Supplied records:
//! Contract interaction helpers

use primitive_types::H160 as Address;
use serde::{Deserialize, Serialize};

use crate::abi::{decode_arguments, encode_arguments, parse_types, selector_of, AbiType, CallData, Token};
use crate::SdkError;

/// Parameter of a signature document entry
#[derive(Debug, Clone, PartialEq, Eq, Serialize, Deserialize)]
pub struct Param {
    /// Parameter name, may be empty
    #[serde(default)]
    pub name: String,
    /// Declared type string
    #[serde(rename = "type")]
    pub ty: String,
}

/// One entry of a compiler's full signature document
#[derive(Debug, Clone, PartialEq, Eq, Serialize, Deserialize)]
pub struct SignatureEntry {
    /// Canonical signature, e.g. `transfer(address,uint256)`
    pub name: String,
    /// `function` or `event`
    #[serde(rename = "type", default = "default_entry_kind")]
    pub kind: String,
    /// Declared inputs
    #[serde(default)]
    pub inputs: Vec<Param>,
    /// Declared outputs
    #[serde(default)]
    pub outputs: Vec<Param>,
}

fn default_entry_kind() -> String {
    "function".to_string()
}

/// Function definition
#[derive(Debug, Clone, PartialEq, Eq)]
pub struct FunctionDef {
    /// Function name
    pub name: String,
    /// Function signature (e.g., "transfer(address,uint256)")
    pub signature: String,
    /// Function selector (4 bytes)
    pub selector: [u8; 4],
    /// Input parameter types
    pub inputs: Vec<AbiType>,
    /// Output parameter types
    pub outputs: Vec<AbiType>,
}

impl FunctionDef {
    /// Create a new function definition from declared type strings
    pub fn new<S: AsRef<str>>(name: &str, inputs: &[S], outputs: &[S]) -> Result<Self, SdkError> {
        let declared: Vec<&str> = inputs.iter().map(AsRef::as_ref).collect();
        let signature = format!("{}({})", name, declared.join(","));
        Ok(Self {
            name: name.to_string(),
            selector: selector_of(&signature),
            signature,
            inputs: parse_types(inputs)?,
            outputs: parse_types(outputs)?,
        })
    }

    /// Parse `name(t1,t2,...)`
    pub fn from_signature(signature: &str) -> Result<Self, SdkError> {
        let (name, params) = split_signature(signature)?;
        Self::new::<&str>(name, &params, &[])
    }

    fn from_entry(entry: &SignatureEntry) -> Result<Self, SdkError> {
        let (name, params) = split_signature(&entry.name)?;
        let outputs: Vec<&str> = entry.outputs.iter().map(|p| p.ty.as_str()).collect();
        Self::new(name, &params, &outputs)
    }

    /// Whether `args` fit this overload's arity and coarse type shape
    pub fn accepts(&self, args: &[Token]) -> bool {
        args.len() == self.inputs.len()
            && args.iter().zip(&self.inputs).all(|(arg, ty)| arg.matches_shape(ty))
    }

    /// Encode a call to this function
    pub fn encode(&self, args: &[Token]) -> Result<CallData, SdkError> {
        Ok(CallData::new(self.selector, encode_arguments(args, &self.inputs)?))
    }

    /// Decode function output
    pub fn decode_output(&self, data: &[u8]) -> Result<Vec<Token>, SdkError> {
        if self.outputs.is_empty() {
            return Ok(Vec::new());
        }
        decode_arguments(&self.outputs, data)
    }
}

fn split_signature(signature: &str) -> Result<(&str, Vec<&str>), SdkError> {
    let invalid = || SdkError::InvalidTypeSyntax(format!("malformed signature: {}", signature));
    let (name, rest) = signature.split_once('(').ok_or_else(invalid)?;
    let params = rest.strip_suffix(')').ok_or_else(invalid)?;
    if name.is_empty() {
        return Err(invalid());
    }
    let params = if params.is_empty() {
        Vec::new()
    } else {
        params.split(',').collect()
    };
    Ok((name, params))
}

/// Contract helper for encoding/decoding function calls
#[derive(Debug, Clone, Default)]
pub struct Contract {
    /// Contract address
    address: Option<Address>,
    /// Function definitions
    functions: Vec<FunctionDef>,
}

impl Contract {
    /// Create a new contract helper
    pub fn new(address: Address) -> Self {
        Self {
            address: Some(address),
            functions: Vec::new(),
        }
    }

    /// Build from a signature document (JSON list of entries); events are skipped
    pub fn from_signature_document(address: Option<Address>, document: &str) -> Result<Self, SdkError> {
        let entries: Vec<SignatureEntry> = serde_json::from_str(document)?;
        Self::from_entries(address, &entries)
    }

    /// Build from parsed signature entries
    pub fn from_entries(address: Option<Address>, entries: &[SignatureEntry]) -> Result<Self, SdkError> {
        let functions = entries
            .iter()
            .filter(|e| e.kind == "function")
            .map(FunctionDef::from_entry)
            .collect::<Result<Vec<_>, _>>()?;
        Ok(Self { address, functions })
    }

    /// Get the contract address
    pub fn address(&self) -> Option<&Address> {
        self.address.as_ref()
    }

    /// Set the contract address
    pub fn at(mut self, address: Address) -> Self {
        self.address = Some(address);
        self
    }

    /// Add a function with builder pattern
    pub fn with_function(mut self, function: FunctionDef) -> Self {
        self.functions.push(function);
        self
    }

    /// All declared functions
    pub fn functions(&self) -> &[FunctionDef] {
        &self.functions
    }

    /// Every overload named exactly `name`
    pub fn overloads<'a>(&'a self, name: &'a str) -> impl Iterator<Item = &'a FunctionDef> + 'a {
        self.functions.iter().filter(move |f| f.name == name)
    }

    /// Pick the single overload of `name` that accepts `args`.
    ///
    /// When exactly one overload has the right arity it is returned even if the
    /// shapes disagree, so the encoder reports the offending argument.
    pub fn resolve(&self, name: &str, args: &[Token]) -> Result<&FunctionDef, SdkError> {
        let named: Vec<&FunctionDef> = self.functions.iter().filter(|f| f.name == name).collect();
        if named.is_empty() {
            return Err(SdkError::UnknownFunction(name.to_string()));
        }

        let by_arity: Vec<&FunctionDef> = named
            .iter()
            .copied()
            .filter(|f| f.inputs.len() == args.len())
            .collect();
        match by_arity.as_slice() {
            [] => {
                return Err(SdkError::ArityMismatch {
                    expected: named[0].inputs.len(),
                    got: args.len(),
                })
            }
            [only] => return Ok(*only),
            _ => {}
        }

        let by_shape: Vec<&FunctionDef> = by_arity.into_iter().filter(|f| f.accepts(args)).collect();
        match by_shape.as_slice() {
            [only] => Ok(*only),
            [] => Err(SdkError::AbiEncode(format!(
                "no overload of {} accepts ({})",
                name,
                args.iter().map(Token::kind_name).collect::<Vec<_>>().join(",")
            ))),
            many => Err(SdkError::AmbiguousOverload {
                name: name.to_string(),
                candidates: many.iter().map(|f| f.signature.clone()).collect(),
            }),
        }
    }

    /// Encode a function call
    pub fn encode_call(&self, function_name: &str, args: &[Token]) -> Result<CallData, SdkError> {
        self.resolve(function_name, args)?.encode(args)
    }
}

What is expected: Wherever the word "outputs" turns up in the records above, copy the line that holds it.

Output of the task:
    /// Declared outputs
    pub outputs: Vec<Param>,
    pub outputs: Vec<AbiType>,
    pub fn new<S: AsRef<str>>(name: &str, inputs: &[S], outputs: &[S]) -> Result<Self, SdkError> {
            outputs: parse_types(outputs)?,
        let outputs: Vec<&str> = entry.outputs.iter().map(|p| p.ty.as_str()).collect();
        Self::new(name, &params, &outputs)
        if self.outputs.is_empty() {
        decode_arguments(&self.outputs, data)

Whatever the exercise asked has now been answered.